__Problem to work on__
A word-for-word copy of the listing is needed. Retype it in full.

__Records for processing__
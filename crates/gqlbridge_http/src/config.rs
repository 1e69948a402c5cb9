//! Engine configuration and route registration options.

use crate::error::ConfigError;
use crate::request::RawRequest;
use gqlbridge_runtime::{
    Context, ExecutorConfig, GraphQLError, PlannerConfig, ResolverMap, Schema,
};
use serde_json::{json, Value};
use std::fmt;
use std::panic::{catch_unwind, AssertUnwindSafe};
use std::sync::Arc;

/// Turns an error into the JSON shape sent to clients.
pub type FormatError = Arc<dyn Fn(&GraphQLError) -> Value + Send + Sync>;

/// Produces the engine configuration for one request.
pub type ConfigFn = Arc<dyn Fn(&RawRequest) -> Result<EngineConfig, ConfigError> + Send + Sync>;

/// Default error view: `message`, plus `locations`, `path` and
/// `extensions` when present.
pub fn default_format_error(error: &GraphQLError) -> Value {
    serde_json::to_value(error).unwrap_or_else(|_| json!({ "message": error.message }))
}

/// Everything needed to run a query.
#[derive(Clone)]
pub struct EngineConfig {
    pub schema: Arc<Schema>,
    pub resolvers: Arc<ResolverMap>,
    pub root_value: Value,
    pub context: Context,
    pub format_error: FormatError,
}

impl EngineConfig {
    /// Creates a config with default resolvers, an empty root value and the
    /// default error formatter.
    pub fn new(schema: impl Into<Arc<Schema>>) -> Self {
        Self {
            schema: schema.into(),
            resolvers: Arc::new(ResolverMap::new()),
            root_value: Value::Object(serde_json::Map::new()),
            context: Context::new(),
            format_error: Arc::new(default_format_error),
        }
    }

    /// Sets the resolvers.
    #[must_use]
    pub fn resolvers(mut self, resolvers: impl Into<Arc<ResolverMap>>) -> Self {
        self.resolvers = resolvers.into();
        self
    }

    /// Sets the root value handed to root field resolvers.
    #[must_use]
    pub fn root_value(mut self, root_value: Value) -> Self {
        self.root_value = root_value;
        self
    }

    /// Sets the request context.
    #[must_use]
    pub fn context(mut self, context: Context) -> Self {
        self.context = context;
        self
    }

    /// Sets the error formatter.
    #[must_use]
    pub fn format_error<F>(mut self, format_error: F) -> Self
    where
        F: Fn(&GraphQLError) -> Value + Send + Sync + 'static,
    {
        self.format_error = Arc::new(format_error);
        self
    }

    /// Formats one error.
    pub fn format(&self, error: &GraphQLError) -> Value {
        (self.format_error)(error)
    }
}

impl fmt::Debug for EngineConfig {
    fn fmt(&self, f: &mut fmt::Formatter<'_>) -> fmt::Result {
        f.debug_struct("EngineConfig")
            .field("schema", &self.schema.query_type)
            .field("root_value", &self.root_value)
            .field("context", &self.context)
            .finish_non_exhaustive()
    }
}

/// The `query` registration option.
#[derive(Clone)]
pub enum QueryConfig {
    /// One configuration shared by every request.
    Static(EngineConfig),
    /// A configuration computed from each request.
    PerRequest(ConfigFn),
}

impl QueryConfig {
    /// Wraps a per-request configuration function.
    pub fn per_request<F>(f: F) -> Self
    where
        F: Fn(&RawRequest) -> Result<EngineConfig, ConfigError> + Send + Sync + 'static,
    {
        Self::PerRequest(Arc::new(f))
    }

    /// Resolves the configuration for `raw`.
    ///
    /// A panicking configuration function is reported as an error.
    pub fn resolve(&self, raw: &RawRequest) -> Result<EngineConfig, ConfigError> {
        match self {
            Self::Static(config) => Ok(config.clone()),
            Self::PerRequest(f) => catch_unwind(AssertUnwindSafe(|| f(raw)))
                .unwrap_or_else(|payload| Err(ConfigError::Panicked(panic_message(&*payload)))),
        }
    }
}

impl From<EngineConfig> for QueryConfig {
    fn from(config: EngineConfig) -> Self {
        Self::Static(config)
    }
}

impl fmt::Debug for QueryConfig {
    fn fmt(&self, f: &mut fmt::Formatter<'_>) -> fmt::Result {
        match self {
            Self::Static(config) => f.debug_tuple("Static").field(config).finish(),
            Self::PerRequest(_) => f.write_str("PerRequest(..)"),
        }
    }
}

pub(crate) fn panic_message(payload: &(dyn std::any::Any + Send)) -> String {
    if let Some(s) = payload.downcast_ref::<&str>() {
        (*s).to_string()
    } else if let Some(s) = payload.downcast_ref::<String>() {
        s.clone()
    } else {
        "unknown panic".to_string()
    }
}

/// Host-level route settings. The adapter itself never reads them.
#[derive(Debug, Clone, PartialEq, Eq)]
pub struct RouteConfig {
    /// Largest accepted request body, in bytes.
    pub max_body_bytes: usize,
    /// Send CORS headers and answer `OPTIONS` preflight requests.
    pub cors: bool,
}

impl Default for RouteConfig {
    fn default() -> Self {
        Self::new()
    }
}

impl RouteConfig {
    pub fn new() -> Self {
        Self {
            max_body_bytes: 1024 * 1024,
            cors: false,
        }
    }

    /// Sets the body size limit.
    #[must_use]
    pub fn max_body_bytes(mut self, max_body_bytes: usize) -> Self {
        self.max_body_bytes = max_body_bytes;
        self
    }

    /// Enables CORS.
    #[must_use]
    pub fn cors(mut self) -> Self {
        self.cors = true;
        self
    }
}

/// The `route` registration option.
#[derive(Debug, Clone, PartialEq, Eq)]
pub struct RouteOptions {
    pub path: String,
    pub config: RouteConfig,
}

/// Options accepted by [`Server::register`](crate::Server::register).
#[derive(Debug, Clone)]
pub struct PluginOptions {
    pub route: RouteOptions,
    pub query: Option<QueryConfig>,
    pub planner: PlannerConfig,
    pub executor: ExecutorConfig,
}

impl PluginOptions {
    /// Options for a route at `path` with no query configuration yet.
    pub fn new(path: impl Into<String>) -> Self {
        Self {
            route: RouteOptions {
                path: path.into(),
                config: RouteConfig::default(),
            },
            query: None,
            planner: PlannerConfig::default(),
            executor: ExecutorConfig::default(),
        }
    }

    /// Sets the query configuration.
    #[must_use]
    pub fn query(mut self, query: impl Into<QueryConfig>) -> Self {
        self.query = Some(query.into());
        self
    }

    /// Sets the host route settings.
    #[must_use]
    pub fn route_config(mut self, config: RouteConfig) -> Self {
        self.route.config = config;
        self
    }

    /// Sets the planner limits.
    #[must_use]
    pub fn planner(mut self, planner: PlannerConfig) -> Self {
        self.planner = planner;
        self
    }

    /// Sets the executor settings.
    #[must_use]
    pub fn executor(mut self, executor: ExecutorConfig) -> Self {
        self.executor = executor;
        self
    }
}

__Task result__
filename crates/gqlbridge_http/src/config.rs
repository 1e69948a402c5cb9
//! Engine configuration and route registration options.

use crate::error::ConfigError;
use crate::request::RawRequest;
use gqlbridge_runtime::{
    Context, ExecutorConfig, GraphQLError, PlannerConfig, ResolverMap, Schema,
};
use serde_json::{json, Value};
use std::fmt;
use std::panic::{catch_unwind, AssertUnwindSafe};
use std::sync::Arc;

/// Turns an error into the JSON shape sent to clients.
pub type FormatError = Arc<dyn Fn(&GraphQLError) -> Value + Send + Sync>;

/// Produces the engine configuration for one request.
pub type ConfigFn = Arc<dyn Fn(&RawRequest) -> Result<EngineConfig, ConfigError> + Send + Sync>;

/// Default error view: `message`, plus `locations`, `path` and
/// `extensions` when present.
pub fn default_format_error(error: &GraphQLError) -> Value {
    serde_json::to_value(error).unwrap_or_else(|_| json!({ "message": error.message }))
}

/// Everything needed to run a query.
#[derive(Clone)]
pub struct EngineConfig {
    pub schema: Arc<Schema>,
    pub resolvers: Arc<ResolverMap>,
    pub root_value: Value,
    pub context: Context,
    pub format_error: FormatError,
}

impl EngineConfig {
    /// Creates a config with default resolvers, an empty root value and the
    /// default error formatter.
    pub fn new(schema: impl Into<Arc<Schema>>) -> Self {
        Self {
            schema: schema.into(),
            resolvers: Arc::new(ResolverMap::new()),
            root_value: Value::Object(serde_json::Map::new()),
            context: Context::new(),
            format_error: Arc::new(default_format_error),
        }
    }

    /// Sets the resolvers.
    #[must_use]
    pub fn resolvers(mut self, resolvers: impl Into<Arc<ResolverMap>>) -> Self {
        self.resolvers = resolvers.into();
        self
    }

    /// Sets the root value handed to root field resolvers.
    #[must_use]
    pub fn root_value(mut self, root_value: Value) -> Self {
        self.root_value = root_value;
        self
    }

    /// Sets the request context.
    #[must_use]
    pub fn context(mut self, context: Context) -> Self {
        self.context = context;
        self
    }

    /// Sets the error formatter.
    #[must_use]
    pub fn format_error<F>(mut self, format_error: F) -> Self
    where
        F: Fn(&GraphQLError) -> Value + Send + Sync + 'static,
    {
        self.format_error = Arc::new(format_error);
        self
    }

    /// Formats one error.
    pub fn format(&self, error: &GraphQLError) -> Value {
        (self.format_error)(error)
    }
}

impl fmt::Debug for EngineConfig {
    fn fmt(&self, f: &mut fmt::Formatter<'_>) -> fmt::Result {
        f.debug_struct("EngineConfig")
            .field("schema", &self.schema.query_type)
            .field("root_value", &self.root_value)
            .field("context", &self.context)
            .finish_non_exhaustive()
    }
}

/// The `query` registration option.
#[derive(Clone)]
pub enum QueryConfig {
    /// One configuration shared by every request.
    Static(EngineConfig),
    /// A configuration computed from each request.
    PerRequest(ConfigFn),
}

impl QueryConfig {
    /// Wraps a per-request configuration function.
    pub fn per_request<F>(f: F) -> Self
    where
        F: Fn(&RawRequest) -> Result<EngineConfig, ConfigError> + Send + Sync + 'static,
    {
        Self::PerRequest(Arc::new(f))
    }

    /// Resolves the configuration for `raw`.
    ///
    /// A panicking configuration function is reported as an error.
    pub fn resolve(&self, raw: &RawRequest) -> Result<EngineConfig, ConfigError> {
        match self {
            Self::Static(config) => Ok(config.clone()),
            Self::PerRequest(f) => catch_unwind(AssertUnwindSafe(|| f(raw)))
                .unwrap_or_else(|payload| Err(ConfigError::Panicked(panic_message(&*payload)))),
        }
    }
}

impl From<EngineConfig> for QueryConfig {
    fn from(config: EngineConfig) -> Self {
        Self::Static(config)
    }
}

impl fmt::Debug for QueryConfig {
    fn fmt(&self, f: &mut fmt::Formatter<'_>) -> fmt::Result {
        match self {
            Self::Static(config) => f.debug_tuple("Static").field(config).finish(),
            Self::PerRequest(_) => f.write_str("PerRequest(..)"),
        }
    }
}

pub(crate) fn panic_message(payload: &(dyn std::any::Any + Send)) -> String {
    if let Some(s) = payload.downcast_ref::<&str>() {
        (*s).to_string()
    } else if let Some(s) = payload.downcast_ref::<String>() {
        s.clone()
    } else {
        "unknown panic".to_string()
    }
}

/// Host-level route settings. The adapter itself never reads them.
#[derive(Debug, Clone, PartialEq, Eq)]
pub struct RouteConfig {
    /// Largest accepted request body, in bytes.
    pub max_body_bytes: usize,
    /// Send CORS headers and answer `OPTIONS` preflight requests.
    pub cors: bool,
}

impl Default for RouteConfig {
    fn default() -> Self {
        Self::new()
    }
}

impl RouteConfig {
    pub fn new() -> Self {
        Self {
            max_body_bytes: 1024 * 1024,
            cors: false,
        }
    }

    /// Sets the body size limit.
    #[must_use]
    pub fn max_body_bytes(mut self, max_body_bytes: usize) -> Self {
        self.max_body_bytes = max_body_bytes;
        self
    }

    /// Enables CORS.
    #[must_use]
    pub fn cors(mut self) -> Self {
        self.cors = true;
        self
    }
}

/// The `route` registration option.
#[derive(Debug, Clone, PartialEq, Eq)]
pub struct RouteOptions {
    pub path: String,
    pub config: RouteConfig,
}

/// Options accepted by [`Server::register`](crate::Server::register).
#[derive(Debug, Clone)]
pub struct PluginOptions {
    pub route: RouteOptions,
    pub query: Option<QueryConfig>,
    pub planner: PlannerConfig,
    pub executor: ExecutorConfig,
}

impl PluginOptions {
    /// Options for a route at `path` with no query configuration yet.
    pub fn new(path: impl Into<String>) -> Self {
        Self {
            route: RouteOptions {
                path: path.into(),
                config: RouteConfig::default(),
            },
            query: None,
            planner: PlannerConfig::default(),
            executor: ExecutorConfig::default(),
        }
    }

    /// Sets the query configuration.
    #[must_use]
    pub fn query(mut self, query: impl Into<QueryConfig>) -> Self {
        self.query = Some(query.into());
        self
    }

    /// Sets the host route settings.
    #[must_use]
    pub fn route_config(mut self, config: RouteConfig) -> Self {
        self.route.config = config;
        self
    }

    /// Sets the planner limits.
    #[must_use]
    pub fn planner(mut self, planner: PlannerConfig) -> Self {
        self.planner = planner;
        self
    }

    /// Sets the executor settings.
    #[must_use]
    pub fn executor(mut self, executor: ExecutorConfig) -> Self {
        self.executor = executor;
        self
    }
}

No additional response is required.